The mathematical notation that we use is called infix, because the operator comes between the arguments. It is actually much less convenient for machine processing than several other possible notations because you need precedence rules and parenthesis to make it unambiguous. Nevertheless, it's what we're stuck with.

Your assignment is to write a simple calculator that prompts the user for input, inputs an expression, evaluates and prints the value of the expression (or an error message if the expression is ill-formed). Your calculator should take input either in infix notation or in postfix notation. The default should be infix, but allow the user to input strings "infix" or "postfix" to toggle between the two. Exit the program when the user types "stop".

Note that this is not directly related to the Calc class we defined
earlier, though you may adopt ideas from that if you like. *On the
other hand, that may just confuse you, so feel free to ignore that in
doing this assignment.*

Input may contain positive integer constants and the following operators: + (plus), - (minus), * (times), and parentheses (for infix). Use spaces to separate tokens in your input. That is, you should input "( 12 + 7 ) * 3" rather than "(12+7)*3". This allows your numeric constants to be more than a single character long.

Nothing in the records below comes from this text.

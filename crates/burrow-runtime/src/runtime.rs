//! Runtime Assembly
//!
//! Wires the orchestrator task to a registry, settings store, and status
//! broadcast, and hands callers a cloneable control handle. The task is
//! spawned on the current tokio runtime and aborted when the runtime value
//! is stopped or dropped.

use crate::orchestrator::OrchestratorTask;
use burrow_core::{
    create_app_event_channel, create_command_channel, AppEventReceiver, BurrowError, Command,
    CommandSender, ConnectionStatus, OrchestratorConfig, Result, SettingsStore, StatusSender,
    TunnelRegistry,
};
use std::sync::Arc;
use tokio::sync::watch;
use tokio::task::JoinHandle;
use tracing::info;

// ----------------------------------------------------------------------------
// Tunnel Runtime
// ----------------------------------------------------------------------------

/// Owns the spawned orchestrator task and its channels
pub struct TunnelRuntime {
    config: OrchestratorConfig,
    registry: Arc<dyn TunnelRegistry>,
    settings: Arc<dyn SettingsStore>,
    status_sender: StatusSender,
    task: Option<JoinHandle<()>>,
    commands: Option<CommandSender>,
}

impl TunnelRuntime {
    /// `status_sender` is the system-wide status broadcast; the orchestrator
    /// subscribes at start so it only sees events from then on.
    pub fn new(
        config: OrchestratorConfig,
        registry: Arc<dyn TunnelRegistry>,
        settings: Arc<dyn SettingsStore>,
        status_sender: StatusSender,
    ) -> Self {
        Self {
            config,
            registry,
            settings,
            status_sender,
            task: None,
            commands: None,
        }
    }

    /// Spawn the orchestrator task and return its control handle plus the
    /// app event stream.
    pub fn start(&mut self) -> Result<(OrchestratorHandle, AppEventReceiver)> {
        if self.task.is_some() {
            return Err(BurrowError::config_error("runtime already started"));
        }
        self.config.validate().map_err(BurrowError::config_error)?;

        let (command_sender, command_receiver) = create_command_channel(&self.config.channels);
        let (app_event_sender, app_event_receiver) = create_app_event_channel(&self.config.channels);
        let (status_watch, status_reader) = watch::channel(ConnectionStatus::Disconnected);
        let status_receiver = self.status_sender.subscribe();

        let has_platform_support = self.registry.platform_support();

        let task = OrchestratorTask::new(
            self.config.clone(),
            self.registry.clone(),
            self.settings.clone(),
            command_receiver,
            command_sender.clone(),
            status_receiver,
            app_event_sender,
            status_watch,
        );
        self.task = Some(tokio::spawn(task.run()));
        self.commands = Some(command_sender.clone());

        info!("tunnel runtime started");
        Ok((
            OrchestratorHandle {
                commands: command_sender,
                status: status_reader,
                has_platform_support,
            },
            app_event_receiver,
        ))
    }

    /// Ask the task to shut down, then abort it
    pub fn stop(&mut self) {
        if let Some(commands) = self.commands.take() {
            let _ = commands.try_send(Command::Shutdown);
        }
        if let Some(task) = self.task.take() {
            task.abort();
            info!("tunnel runtime stopped");
        }
    }

    pub fn is_running(&self) -> bool {
        self.task.as_ref().map(|t| !t.is_finished()).unwrap_or(false)
    }
}

impl Drop for TunnelRuntime {
    fn drop(&mut self) {
        if let Some(task) = self.task.take() {
            task.abort();
        }
    }
}

// ----------------------------------------------------------------------------
// Orchestrator Handle
// ----------------------------------------------------------------------------

/// Cloneable control surface for the orchestrator task
#[derive(Clone)]
pub struct OrchestratorHandle {
    commands: CommandSender,
    status: watch::Receiver<ConnectionStatus>,
    has_platform_support: bool,
}

impl OrchestratorHandle {
    pub async fn start(&self) -> Result<()> {
        self.send(Command::Start).await
    }

    pub async fn stop(&self) -> Result<()> {
        self.send(Command::Stop).await
    }

    pub async fn toggle(&self) -> Result<()> {
        self.send(Command::Toggle).await
    }

    /// Registry probe result captured at runtime start
    pub fn has_platform_support(&self) -> bool {
        self.has_platform_support
    }

    /// Latest published connection status
    pub fn connection_status(&self) -> ConnectionStatus {
        *self.status.borrow()
    }

    /// Wait for the next status change and return the new value
    pub async fn status_changed(&mut self) -> Result<ConnectionStatus> {
        self.status
            .changed()
            .await
            .map_err(|_| BurrowError::channel_error("orchestrator task gone"))?;
        Ok(*self.status.borrow())
    }

    async fn send(&self, command: Command) -> Result<()> {
        self.commands
            .send(command)
            .await
            .map_err(|e| BurrowError::channel_error(format!("command channel closed: {e}")))
    }
}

Coding this will involve the following steps:

- You'll need a Stack class. The one in the notes is fine. It should be in it's own Stack.py file.
- Build a postfix evaluator. It should be similar to the one in the notes, but check for errors such as illegal characters. Use whitespace to separate tokens in the input.
- Build an infix to postfix translator. Again, you can use the algorithm from the notes. Check for illegal inputs.
- Build a top-level calculator loop that accepts inputs from the user, maintains the state (infix / postfix mode), does the computation and prints the result. If you're in postfix mode, just call the postfix evaluator. If in infix mode, translate the expression from infix to postfix and call the postfix evaluator.
- You should handle simple errors such as missing arguments, but you don't have to be overly thorough about that.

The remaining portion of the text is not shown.